Emmett Till’s case is getting much-overdue attention lately. Till became one of the first martyrs in America’s 1950s-era Civil Rights movement when he was killed by Radical Right-wing extremists for flirting with a white girl.
Till was one of dozens. For twenty years starting in the 1950s, federally mandated integration brought violence against both blacks and whites. According to the Southern Poverty Law Center, seven Americans died in 1963 at the hands of extremists who opposed racial integration.
We add 3 more victims to the SPLC list.
John F Kennedy, Lee Harvey Oswald, and Dallas police officer J D Tippet died in the same terror of angry southern whites that bombed four schoolgirls in Birmingham a month earlier. Was desegregation the reason JFK was killed?
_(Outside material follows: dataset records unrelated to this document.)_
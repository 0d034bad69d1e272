//! The data carried by a [`crate::Change`]: keys, sources, and the small
//! value representation used for `old`/`new` payloads.

use crate::identity::NodeId;
use crate::node::Node;
use std::fmt;
use std::rc::Rc;

/// How a parent references a child, and how a write was made.
///
/// Mirrors the three write surfaces of §4.B: record fields, indexed/keyed
/// containers, and unordered set membership.
#[derive(Debug, Clone, Copy, PartialEq, Eq, Hash)]
pub enum Source {
    /// A record field.
    Attr,
    /// A sequence index or mapping key.
    Item,
    /// An unordered set element.
    Set,
}

/// The key at which a write occurred: a sequence index or a name (mapping
/// key, field name, or — once bubbled — a composed path segment).
#[derive(Debug, Clone, PartialEq, Eq, Hash)]
pub enum Key {
    Index(usize),
    Name(String),
}

impl Key {
    pub fn as_str(&self) -> Option<&str> {
        match self {
            Key::Name(s) => Some(s),
            Key::Index(_) => None,
        }
    }

    pub fn as_index(&self) -> Option<usize> {
        match self {
            Key::Index(i) => Some(*i),
            Key::Name(_) => None,
        }
    }

    /// The `repr(n)` used when composing a path segment: integers render
    /// bare, strings render quoted. See §4.D.
    pub(crate) fn path_repr(&self) -> String {
        match self {
            Key::Index(i) => i.to_string(),
            Key::Name(s) => format!("{s:?}"),
        }
    }
}

impl fmt::Display for Key {
    fn fmt(&self, f: &mut fmt::Formatter<'_>) -> fmt::Result {
        match self {
            Key::Index(i) => write!(f, "{i}"),
            Key::Name(s) => write!(f, "{s}"),
        }
    }
}

impl From<usize> for Key {
    fn from(i: usize) -> Self {
        Key::Index(i)
    }
}

impl From<&str> for Key {
    fn from(s: &str) -> Self {
        Key::Name(s.to_owned())
    }
}

impl From<String> for Key {
    fn from(s: String) -> Self {
        Key::Name(s)
    }
}

/// A snapshot of an `old` or `new` value, for display and for the few
/// comparisons the filter layer performs (see `Filter::matches`).
///
/// This is deliberately a closed, small set rather than an open `dyn Any`:
/// the crate does not need to round-trip arbitrary Rust types through a
/// `Change`, only to describe them, the way the source's dynamically-typed
/// `repr()` does.
#[derive(Debug, Clone)]
pub enum Value {
    Null,
    Bool(bool),
    Int(i64),
    Float(f64),
    Str(String),
    /// A nested tracked node: carries its identity and type name so a
    /// subscriber can tell which child moved without dereferencing it.
    Node(NodeId, &'static str),
    /// Fallback for leaf types that only implement `Debug`.
    Other(String),
}

impl fmt::Display for Value {
    fn fmt(&self, f: &mut fmt::Formatter<'_>) -> fmt::Result {
        match self {
            Value::Null => write!(f, "None"),
            Value::Bool(b) => write!(f, "{b}"),
            Value::Int(i) => write!(f, "{i}"),
            Value::Float(x) => write!(f, "{x}"),
            Value::Str(s) => write!(f, "{s:?}"),
            Value::Node(id, ty) => write!(f, "<{ty} {id}>"),
            Value::Other(s) => write!(f, "{s}"),
        }
    }
}

/// The injected capability for a value to participate as a `Change` payload
/// and, if it is itself a tracked container or record, to be recursed into
/// by the activation engine.
///
/// Implemented for common leaf types below; container wrappers and
/// `#[derive(Record)]` types implement it by delegating `as_node` to
/// themselves.
pub trait Trackable: 'static {
    fn to_value(&self) -> Value;

    /// `Some` if this value is itself a tracked node (container or record),
    /// so the activation engine can recurse into it. `None` for leaves.
    fn as_node(&self) -> Option<Rc<dyn Node>> {
        None
    }
}

/// Logged wherever a container or record's `children()` skips a field/element
/// whose `Trackable::as_node()` is `None` — a value the activation engine
/// does not recurse into because it is neither a record, sequence, mapping,
/// nor set (§4.A, §7 `UnsupportedType`: "logged at info level, silently
/// skipped, not fatal").
#[doc(hidden)]
pub fn log_unsupported_child<T: ?Sized>() {
    tracing::info!("{}", crate::error::Error::UnsupportedType(std::any::type_name::<T>()));
}

macro_rules! impl_trackable_int {
    ($($t:ty),*) => {
        $(impl Trackable for $t {
            fn to_value(&self) -> Value {
                Value::Int(*self as i64)
            }
        })*
    };
}

impl_trackable_int!(i8, i16, i32, i64, isize, u8, u16, u32, u64, usize);

impl Trackable for f32 {
    fn to_value(&self) -> Value {
        Value::Float(*self as f64)
    }
}

impl Trackable for f64 {
    fn to_value(&self) -> Value {
        Value::Float(*self)
    }
}

impl Trackable for bool {
    fn to_value(&self) -> Value {
        Value::Bool(*self)
    }
}

impl Trackable for String {
    fn to_value(&self) -> Value {
        Value::Str(self.clone())
    }
}

impl<T: Trackable> Trackable for Option<T> {
    fn to_value(&self) -> Value {
        match self {
            Some(v) => v.to_value(),
            None => Value::Null,
        }
    }

    fn as_node(&self) -> Option<Rc<dyn Node>> {
        self.as_ref().and_then(Trackable::as_node)
    }
}

#[cfg(test)]
mod tests {
    use super::*;

    #[test]
    fn key_path_repr_quotes_strings_bares_integers() {
        assert_eq!(Key::Index(3).path_repr(), "3");
        assert_eq!(Key::Name("foo".into()).path_repr(), "\"foo\"");
    }

    #[test]
    fn value_display_matches_change_format() {
        assert_eq!(Value::Str("bar".into()).to_string(), "\"bar\"");
        assert_eq!(Value::Null.to_string(), "None");
        assert_eq!(Value::Int(3).to_string(), "3");
    }

    #[test]
    fn option_leaf_to_value() {
        let none: Option<i32> = None;
        assert!(matches!(none.to_value(), Value::Null));
        assert!(matches!(Some(5i32).to_value(), Value::Int(5)));
    }
}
Not entirely. Not by itself. The outrage of southern whites against forced integration with blacks found its most popular venue in the form of “White Citizens Councils,” which in turn brought together the most violently extreme of Kennedy’s enemies.
My colleague Paul Trejo at the University of Texas finds a precursor to the JFK assassination in the establishment of White Citizens Councils (WCC) on Black Monday, 1954. Most of us know Black Monday as a stock market crash, but in the American South, Black Monday is when Earl Warren handed down the landmark Brown v. Board of Education decision, famously deciding separate is NOT equal in terms of schools. Paul says,
“The immediate reaction to Black Monday… was the sudden appearance of the White Citizens’ Council (WCC) in Mississippi, throughout the South and in the North. Robert B. Patterson, football star and WW2 paratrooper of Indianola, Mississippi established the first WCC in July 1954. Patterson published that the NAACP was “the enemy” and he vowed to doggedly fight anybody at all who supported the NAACP in any way.
“In addition to the WCC, State Sovereignty and States’ Rights organizations sprang up in the South with the same message – it is tyranny for the Federal government to dictate that local schools should be racially integrated. That is a decision that must only be made at the level of State government. Yet as WCC played out, the tough talk of Brady’s Black Monday would not produce private schools, boycotts or even one successful politician.
“Although some Southern States had voted to abolish public schools and even passed legislation to establish private schools, these never materialized at the State level. States like Virginia and Louisiana did pass laws establishing 100% segregation, as well as outlawing the NAACP. These laws, too, obtained little traction, although they temporarily stymied the growth of the NAACP in those communities.
“In 1955, ten thousand WCC members rallied to listen to Senator James O. Eastland speak of States’ Rights and the benefits of segregation. Yet in Mississippi, on 7 May 1955, Reverend George E. Lee, a Black clergyman, was killed for advising Blacks to vote. On 28 Aug 1955, Emmett Till, a Black youth of 14 was killed for whistling at a white woman. Two men were tried, confessed their guilt and were acquitted.”